The March 5-8 trip will be Francis’ first foreign outing in 16 months due to the coronavirus pandemic. His touchdown at Baghdad International Airport comes amid an uptick of new coronavirus cases in the country, growing influence of armed groups and a pair of bombings in Baghdad claimed by the Islamic State. The Catholic leader says now is the time to extend a visit to some of the oldest Christian communities in the world.
“In our time, interreligious dialogue is an important component of the encounter between peoples and cultures,” Francis told ambassadors of the Holy See, the government of the Catholic Church, on Monday. “When it is viewed not in terms of compromising our own identity but as an occasion for mutual understanding and enrichment, dialogue can become an opportunity for religious leaders and the followers of different confessions, and can support the responsible efforts of political leaders to promote the common good.”
Two years ago, Francis announced plans to visit Iraq by 2020, but the plan was halted as the coronavirus began to spread.
So when Francis again announced in December of last year that he would make the trip in 2021, groups were initially skeptical as the pandemic continues to grip the country and the state faces glaring security issues. The Iraqi Health Ministry reported 1,660 new coronavirus cases on Saturday.
But the pope believes there is now a window of opportunity to move ahead with the trip. Recent arrest warrants issued for armed groups operating outside the government’s control have offered small signs of progress in curbing this influence.
The country will receive thousands of the Pfizer-BioNTech vaccine as well as Chinese Sinovac vaccine this month. Francis was vaccinated against the coronavirus in January. His top aide, Vatican Secretary of State Cardinal Pietro Parolin, said the pope is eager to make the trip. It will be the first-ever papal visit to the country.
Francis will land in Baghdad on March 5 before traveling to Najaf, Nasiriya, Erbil and Mosul to meet with Iraqi President Barham Salih, Grand Ayatollah Sayyid Ali-Husaymi Al-Sistani in Najaf as well as local bishops and priests. He will celebrate mass at the Chaldean Cathedral of Saint Joseph in Baghdad.
Since the 2003 US-led invasion of Iraq, the number of Christians in the country has plummeted from roughly 1.5 million to fewer than 400,000. Francis previously condemned a “murderous indifference” toward Christians in the Middle East.
“Indifference kills, and we desire to lift up our voices in opposition to this murderous indifference,” he said at a service in July 2018. “For the Middle East today is weeping, suffering and silent as others trample upon those lands in search of power or riches.”

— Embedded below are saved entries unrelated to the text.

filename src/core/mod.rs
pub mod config;
pub mod errors;
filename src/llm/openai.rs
use std::time::Duration;

use async_trait::async_trait;
use reqwest::Client;
use serde_json::{json, Value};

use crate::core::config::CompletionConfig;
use crate::core::errors::ApiError;

use super::provider::CompletionProvider;
use super::types::CompletionRequest;

/// OpenAI-compatible HTTP provider for completions and embeddings.
#[derive(Clone)]
pub struct OpenAiProvider {
    base_url: String,
    api_key: String,
    model: String,
    embedding_model: String,
    client: Client,
}

impl OpenAiProvider {
    pub fn new(config: &CompletionConfig, api_key: String) -> Result<Self, ApiError> {
        let client = Client::builder()
            .timeout(Duration::from_secs(config.request_timeout_secs))
            .build()
            .map_err(ApiError::internal)?;

        Ok(Self {
            base_url: config.base_url.trim_end_matches('/').to_string(),
            api_key,
            model: config.model.clone(),
            embedding_model: config.embedding_model.clone(),
            client,
        })
    }
}

#[async_trait]
impl CompletionProvider for OpenAiProvider {
    fn name(&self) -> &str {
        "openai"
    }

    async fn complete(&self, request: CompletionRequest) -> Result<String, ApiError> {
        let url = format!("{}/v1/chat/completions", self.base_url);

        let body = json!({
            "model": self.model,
            "messages": request.messages,
            "temperature": request.temperature,
            "max_tokens": request.max_tokens,
            "stream": false,
        });

        let res = self
            .client
            .post(&url)
            .bearer_auth(&self.api_key)
            .json(&body)
            .send()
            .await
            .map_err(ApiError::provider)?;

        if !res.status().is_success() {
            let status = res.status();
            let text = res.text().await.unwrap_or_default();
            return Err(ApiError::Provider(format!(
                "completion failed ({}): {}",
                status, text
            )));
        }

        let payload: Value = res.json().await.map_err(ApiError::provider)?;
        payload["choices"][0]["message"]["content"]
            .as_str()
            .map(|s| s.to_string())
            .ok_or_else(|| {
                ApiError::Provider("completion response had no message content".to_string())
            })
    }

    async fn embed(&self, text: &str) -> Result<Vec<f32>, ApiError> {
        let url = format!("{}/v1/embeddings", self.base_url);

        let body = json!({
            "model": self.embedding_model,
            "input": text,
        });

        let res = self
            .client
            .post(&url)
            .bearer_auth(&self.api_key)
            .json(&body)
            .send()
            .await
            .map_err(ApiError::provider)?;

        if !res.status().is_success() {
            let status = res.status();
            let text = res.text().await.unwrap_or_default();
            return Err(ApiError::Provider(format!(
                "embedding failed ({}): {}",
                status, text
            )));
        }

        let payload: Value = res.json().await.map_err(ApiError::provider)?;
        let vector = payload["data"][0]["embedding"]
            .as_array()
            .ok_or_else(|| {
                ApiError::Provider("embedding response had no vector".to_string())
            })?
            .iter()
            .filter_map(|v| v.as_f64().map(|f| f as f32))
            .collect();

        Ok(vector)
    }

    fn supports_embeddings(&self) -> bool {
        true
    }
}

In a conversation with the Chaldean Catholic patriarch in August, Prime Minister Mustafa al-Kadhimi urged Iraqi Christians to return.
“Iraq is a country for everyone and Christians are the original children of the country,” Kadhimi said. “We are serious about providing assistance to our Christian families and solving their problems. We are glad that Christians will return to Iraq and contribute to its reconstruction. Iraqis of all sects are yearning for a new Iraq that believes in peace and rejects violence.”

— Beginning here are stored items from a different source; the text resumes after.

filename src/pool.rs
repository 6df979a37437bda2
use {bytes::BytesMut, metrics::increment_counter, parking_lot::Mutex};

/// A bounded pool of reusable byte buffers.
///
/// Every inbound stream needs a read buffer for its whole lifetime and
/// every outbound write needs a scratch buffer to encode the frame into.
/// Buffers are handed out from here and returned when they are dropped
/// by their users. When the pool is exhausted a fresh buffer is
/// allocated, and when it is full returned buffers are discarded.
#[derive(Debug)]
pub struct BufferPool {
  capacity: usize,
  buffer_size: usize,
  buffers: Mutex<Vec<BytesMut>>,
}

impl BufferPool {
  pub fn new(capacity: usize, buffer_size: usize) -> Self {
    Self {
      capacity,
      buffer_size,
      buffers: Mutex::new(Vec::with_capacity(capacity)),
    }
  }

  /// Returns an empty buffer, reused if one is available.
  pub fn get(&self) -> BytesMut {
    match self.buffers.lock().pop() {
      Some(buffer) => buffer,
      None => {
        increment_counter!("buffer_pool_allocations");
        BytesMut::with_capacity(self.buffer_size)
      }
    }
  }

  /// Hands a buffer back to the pool.
  ///
  /// Buffers that grew beyond the pool's buffer size while in use
  /// are not kept, so the pool memory stays bounded by
  /// `capacity * buffer_size`.
  pub fn put(&self, mut buffer: BytesMut) {
    if buffer.capacity() > self.buffer_size {
      return;
    }

    let mut buffers = self.buffers.lock();
    if buffers.len() < self.capacity {
      buffer.clear();
      buffers.push(buffer);
    }
  }

  pub fn len(&self) -> usize {
    self.buffers.lock().len()
  }

  pub fn is_empty(&self) -> bool {
    self.len() == 0
  }
}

But the Christians who have remained in Iraq continue to face threats from militant groups and complain of a lack of protective measures by both Baghdad and Erbil.

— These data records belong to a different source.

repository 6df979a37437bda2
use {
  super::{
    reputation::{self, Reputation, ReputationChange, BANNED_THRESHOLD},
    Direction,
    Error,
    SetId,
  },
  libp2p::PeerId,
  std::{
    collections::{HashMap, HashSet},
    time::Duration,
  },
  tokio::time::Instant,
};

/// Peers that reached reputation zero are forgotten once they have
/// been disconnected for this long.
const FORGET_AFTER: Duration = Duration::from_secs(3600);

/// Relation of a known peer to one peer set.
#[derive(Debug, Clone, Copy, PartialEq, Eq)]
pub enum Membership {
  /// The peer does not belong to the set.
  NotMember,

  /// The peer belongs to the set but holds no slot.
  NotConnected { last_connected: Instant },

  /// The peer is connected. Regular peers hold an inbound or outbound
  /// slot of the set, reserved peers are connected without one.
  Connected(Direction),
}

#[derive(Debug)]
struct Node {
  reputation: Reputation,
  sets: Vec<Membership>,
}

impl Node {
  fn new(sets: usize) -> Self {
    Self {
      reputation: 0,
      sets: vec![Membership::NotMember; sets],
    }
  }

  fn is_connected(&self) -> bool {
    self
      .sets
      .iter()
      .any(|m| matches!(m, Membership::Connected(_)))
  }
}

/// Configuration of a single peer set.
#[derive(Debug, Clone)]
pub struct SetConfig {
  pub max_inbound: usize,
  pub max_outbound: usize,
  pub reserved_only: bool,
}

#[derive(Debug)]
struct SetInfo {
  num_in: usize,
  num_out: usize,
  max_in: usize,
  max_out: usize,
  reserved_only: bool,
  /// Reserved peers, they never count against `num_in` or `num_out`.
  reserved: HashSet<PeerId>,
}

impl SetInfo {
  fn occupy(&mut self, direction: Direction) {
    match direction {
      Direction::Inbound => self.num_in += 1,
      Direction::Outbound => self.num_out += 1,
    }
  }

  fn release(&mut self, direction: Direction) {
    match direction {
      Direction::Inbound => self.num_in = self.num_in.saturating_sub(1),
      Direction::Outbound => self.num_out = self.num_out.saturating_sub(1),
    }
  }
}

/// Slot accounting and reputation book keeping for all known peers.
///
/// This type has no notion of time passing or of messages, it is the
/// bookkeeping part of [`super::PeerSet`] and is always accessed
/// under its lock.
#[derive(Debug)]
pub struct PeersState {
  nodes: HashMap<PeerId, Node>,
  sets: Vec<SetInfo>,
}

impl PeersState {
  pub fn new(sets: Vec<SetConfig>) -> Self {
    Self {
      nodes: HashMap::new(),
      sets: sets
        .into_iter()
        .map(|c| SetInfo {
          num_in: 0,
          num_out: 0,
          max_in: c.max_inbound,
          max_out: c.max_outbound,
          reserved_only: c.reserved_only,
          reserved: HashSet::new(),
        })
        .collect(),
    }
  }

  pub fn sets(&self) -> usize {
    self.sets.len()
  }

  pub fn check_set(&self, set: SetId) -> Result<(), Error> {
    match set < self.sets.len() {
      true => Ok(()),
      false => Err(Error::UnknownSet(set)),
    }
  }

  pub fn status(&self, set: SetId, peer: &PeerId) -> Membership {
    self
      .nodes
      .get(peer)
      .and_then(|n| n.sets.get(set).copied())
      .unwrap_or(Membership::NotMember)
  }

  pub fn reputation(&self, peer: &PeerId) -> Option<Reputation> {
    self.nodes.get(peer).map(|n| n.reputation)
  }

  pub fn is_banned(&self, peer: &PeerId) -> bool {
    self
      .reputation(peer)
      .map(|r| r < BANNED_THRESHOLD)
      .unwrap_or(false)
  }

  pub fn is_reserved(&self, set: SetId, peer: &PeerId) -> bool {
    self.sets[set].reserved.contains(peer)
  }

  pub fn reserved(&self, set: SetId) -> Vec<PeerId> {
    self.sets[set].reserved.iter().copied().collect()
  }

  pub fn is_reserved_only(&self, set: SetId) -> bool {
    self.sets[set].reserved_only
  }

  pub fn set_reserved_only(&mut self, set: SetId, value: bool) {
    self.sets[set].reserved_only = value;
  }

  /// Makes the peer a member of the set if it is not one already.
  pub fn insert_peer(&mut self, set: SetId, peer: PeerId) {
    let count = self.sets.len();
    let node = self.nodes.entry(peer).or_insert_with(|| Node::new(count));
    if node.sets[set] == Membership::NotMember {
      node.sets[set] = Membership::NotConnected {
        last_connected: Instant::now(),
      };
    }
  }

  /// Removes the peer from the set. Connected peers must be
  /// disconnected first.
  pub fn forget_peer(&mut self, set: SetId, peer: &PeerId) {
    if let Some(node) = self.nodes.get_mut(peer) {
      if matches!(node.sets[set], Membership::NotConnected { .. }) {
        node.sets[set] = Membership::NotMember;
      }

      // keep the reputation of misbehaving peers around
      if node.reputation == 0
        && node.sets.iter().all(|m| *m == Membership::NotMember)
      {
        self.nodes.remove(peer);
      }
    }
  }

  /// Marks the peer as reserved. A peer that is already connected
  /// gives its slot back.
  pub fn add_reserved(&mut self, set: SetId, peer: PeerId) -> bool {
    self.insert_peer(set, peer);
    if !self.sets[set].reserved.insert(peer) {
      return false;
    }

    if let Membership::Connected(direction) = self.status(set, &peer) {
      self.sets[set].release(direction);
    }
    true
  }

  /// Turns a reserved peer into a regular one. A connected peer takes
  /// a slot again, even if that overcommits the set.
  pub fn remove_reserved(&mut self, set: SetId, peer: &PeerId) -> bool {
    if !self.sets[set].reserved.remove(peer) {
      return false;
    }

    if let Membership::Connected(direction) = self.status(set, peer) {
      self.sets[set].occupy(direction);
    }
    true
  }

  /// Applies a reputation change, returns the new value or `None`
  /// if the peer is unknown.
  pub fn add_reputation(
    &mut self,
    peer: &PeerId,
    change: ReputationChange,
  ) -> Option<Reputation> {
    self.nodes.get_mut(peer).map(|node| {
      node.reputation = change.apply(node.reputation);
      node.reputation
    })
  }

  /// Sets in which the peer currently holds a slot.
  pub fn connected_sets(&self, peer: &PeerId) -> Vec<SetId> {
    self
      .nodes
      .get(peer)
      .map(|n| {
        n.sets
          .iter()
          .enumerate()
          .filter(|(_, m)| matches!(m, Membership::Connected(_)))
          .map(|(i, _)| i)
          .collect()
      })
      .unwrap_or_default()
  }

  pub fn has_free_outgoing_slot(&self, set: SetId) -> bool {
    let info = &self.sets[set];
    info.num_out < info.max_out
  }

  pub fn has_free_incoming_slot(&self, set: SetId) -> bool {
    let info = &self.sets[set];
    info.num_in < info.max_in
  }

  pub fn slots(&self, set: SetId) -> (usize, usize) {
    (self.sets[set].num_in, self.sets[set].num_out)
  }

  /// Connects a member of the set that is not connected yet. Regular
  /// peers occupy a slot in the given direction, reserved peers are
  /// connected regardless of the free slots. Returns false if there is
  /// no free slot or the peer is not eligible.
  pub fn try_connect(
    &mut self,
    set: SetId,
    peer: &PeerId,
    direction: Direction,
  ) -> bool {
    if !matches!(self.status(set, peer), Membership::NotConnected { .. }) {
      return false;
    }

    if !self.is_reserved(set, peer) {
      let free = match direction {
        Direction::Inbound => self.has_free_incoming_slot(set),
        Direction::Outbound => self.has_free_outgoing_slot(set),
      };

      if !free {
        return false;
      }

      self.sets[set].occupy(direction);
    }

    if let Some(node) = self.nodes.get_mut(peer) {
      node.sets[set] = Membership::Connected(direction);
    }

    true
  }

  /// Disconnects a peer, releasing its slot unless it is reserved.
  /// Returns false if the peer was not connected in the set.
  pub fn disconnect(&mut self, set: SetId, peer: &PeerId) -> bool {
    let direction = match self.status(set, peer) {
      Membership::Connected(direction) => direction,
      _ => return false,
    };

    if !self.is_reserved(set, peer) {
      self.sets[set].release(direction);
    }

    if let Some(node) = self.nodes.get_mut(peer) {
      node.sets[set] = Membership::NotConnected {
        last_connected: Instant::now(),
      };
    }

    true
  }

  /// Connected peers of the set, highest reputation first.
  pub fn sorted_peers(&self, set: SetId) -> Vec<PeerId> {
    let mut peers: Vec<_> = self
      .nodes
      .iter()
      .filter(|(_, n)| matches!(n.sets[set], Membership::Connected(_)))
      .map(|(id, n)| (*id, n.reputation))
      .collect();
    peers.sort_by(|a, b| b.1.cmp(&a.1));
    peers.into_iter().map(|(id, _)| id).collect()
  }

  /// The member of the set with the highest reputation that is not
  /// connected and not banned.
  pub fn highest_not_connected(&self, set: SetId) -> Option<PeerId> {
    self
      .nodes
      .iter()
      .filter(|(_, n)| matches!(n.sets[set], Membership::NotConnected { .. }))
      .filter(|(_, n)| n.reputation >= BANNED_THRESHOLD)
      .max_by_key(|(_, n)| n.reputation)
      .map(|(id, _)| *id)
  }

  /// The connected peer with the lowest reputation in the given
  /// direction that may be evicted to make room for a reserved peer.
  pub fn lowest_evictable(
    &self,
    set: SetId,
    direction: Direction,
  ) -> Option<PeerId> {
    let reserved = &self.sets[set].reserved;
    self
      .nodes
      .iter()
      .filter(|(_, n)| n.sets[set] == Membership::Connected(direction))
      .filter(|(id, _)| !reserved.contains(id))
      .min_by_key(|(_, n)| n.reputation)
      .map(|(id, _)| *id)
  }

  /// Applies `seconds` of reputation decay to every known peer and
  /// forgets peers that are neutral and long gone.
  pub fn decay(&mut self, seconds: u64) {
    if seconds == 0 {
      return;
    }

    for node in self.nodes.values_mut() {
      node.reputation = reputation::decay_by(node.reputation, seconds);
    }

    let now = Instant::now();
    let sets = &self.sets;
    self.nodes.retain(|peer, node| {
      if node.reputation != 0 || node.is_connected() {
        return true;
      }

      if sets.iter().any(|s| s.reserved.contains(peer)) {
        return true;
      }

      node.sets.iter().any(|m| match m {
        Membership::NotConnected { last_connected } => {
          now.duration_since(*last_connected) < FORGET_AFTER
        }
        _ => false,
      })
    });
  }
}

#[cfg(test)]
mod tests {
  use super::*;

  fn state(max_inbound: usize, max_outbound: usize) -> PeersState {
    PeersState::new(vec![SetConfig {
      max_inbound,
      max_outbound,
      reserved_only: false,
    }])
  }

  #[test]
  fn slots_are_bounded_per_direction() {
    let mut state = state(1, 1);
    let (a, b, c) = (PeerId::random(), PeerId::random(), PeerId::random());
    for peer in [a, b, c] {
      state.insert_peer(0, peer);
    }

    assert!(state.try_connect(0, &a, Direction::Inbound));
    assert!(!state.try_connect(0, &b, Direction::Inbound));
    assert!(state.try_connect(0, &b, Direction::Outbound));
    assert!(!state.try_connect(0, &c, Direction::Outbound));
    assert_eq!(state.slots(0), (1, 1));

    // already connected peers do not take a second slot
    assert!(!state.try_connect(0, &a, Direction::Outbound));

    assert!(state.disconnect(0, &a));
    assert!(!state.disconnect(0, &a));
    assert_eq!(state.slots(0), (0, 1));
    assert!(state.try_connect(0, &c, Direction::Inbound));
  }

  #[test]
  fn highest_not_connected_skips_banned() {
    let mut state = state(0, 2);
    let (good, bad) = (PeerId::random(), PeerId::random());
    state.insert_peer(0, good);
    state.insert_peer(0, bad);
    state.add_reputation(&good, ReputationChange::BAD_MESSAGE);
    state.add_reputation(&bad, ReputationChange::GENESIS_MISMATCH);

    assert_eq!(state.highest_not_connected(0), Some(good));
    assert!(state.try_connect(0, &good, Direction::Outbound));
    assert_eq!(state.highest_not_connected(0), None);
  }

  #[test]
  fn reserved_peers_are_never_evictable() {
    let mut state = state(2, 0);
    let (reserved, regular) = (PeerId::random(), PeerId::random());
    state.add_reserved(0, reserved);
    state.insert_peer(0, regular);
    state.add_reputation(&reserved, ReputationChange::BAD_MESSAGE);
    assert!(state.try_connect(0, &reserved, Direction::Inbound));
    assert!(state.try_connect(0, &regular, Direction::Inbound));

    assert_eq!(state.lowest_evictable(0, Direction::Inbound), Some(regular));
    state.disconnect(0, &regular);
    assert_eq!(state.lowest_evictable(0, Direction::Inbound), None);
  }

  #[test]
  fn reserved_peers_hold_no_slots() {
    let mut state = state(1, 0);
    let (reserved, regular, late) =
      (PeerId::random(), PeerId::random(), PeerId::random());
    state.add_reserved(0, reserved);
    state.insert_peer(0, regular);

    assert!(state.try_connect(0, &reserved, Direction::Outbound));
    assert!(state.try_connect(0, &regular, Direction::Inbound));
    assert_eq!(state.slots(0), (1, 0));

    assert!(state.disconnect(0, &reserved));
    assert_eq!(state.slots(0), (1, 0));

    // a connected peer changing role moves in and out of the counters
    state.add_reserved(0, late);
    assert!(state.try_connect(0, &late, Direction::Inbound));
    assert!(state.remove_reserved(0, &late));
    assert_eq!(state.slots(0), (2, 0));
    assert!(state.add_reserved(0, regular));
    assert_eq!(state.slots(0), (1, 0));
    assert!(!state.add_reserved(0, regular));
    assert_eq!(state.slots(0), (1, 0));
  }

  #[tokio::test(start_paused = true)]
  async fn neutral_peers_are_forgotten_after_an_hour() {
    let mut state = state(1, 1);
    let (neutral, penalized) = (PeerId::random(), PeerId::random());
    state.insert_peer(0, neutral);
    state.insert_peer(0, penalized);
    state.add_reputation(&penalized, ReputationChange::GENESIS_MISMATCH);

    state.decay(1);
    assert!(state.reputation(&neutral).is_some());

    tokio::time::advance(FORGET_AFTER + Duration::from_secs(1)).await;
    state.decay(1);
    assert!(state.reputation(&neutral).is_none());
    assert!(state.reputation(&penalized).is_some());
  }
}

Many have criticized Kadhimi’s remarks as unrealistic and demanded the federal government first rein in the armed militias that continue to threaten their safety. There is little faith that either Kurdish peshmerga or Iraqi security forces can keep these communities safe, Suzan Younan, an Assyrian in Erbil, told Al-Monitor.
“When the vulnerable communities witness their history being stolen, destroyed and sold in their areas of origin, that fear increases dramatically,” she said.
Yet the patriarch, Cardinal Louis Raphael I Sako, expressed the church’s support for the premier’s actions “towards acheiving security and stability,” adding that “Christians are proud of their Iraqi identity, and they feel more reassured” by the government’s handling of the issue.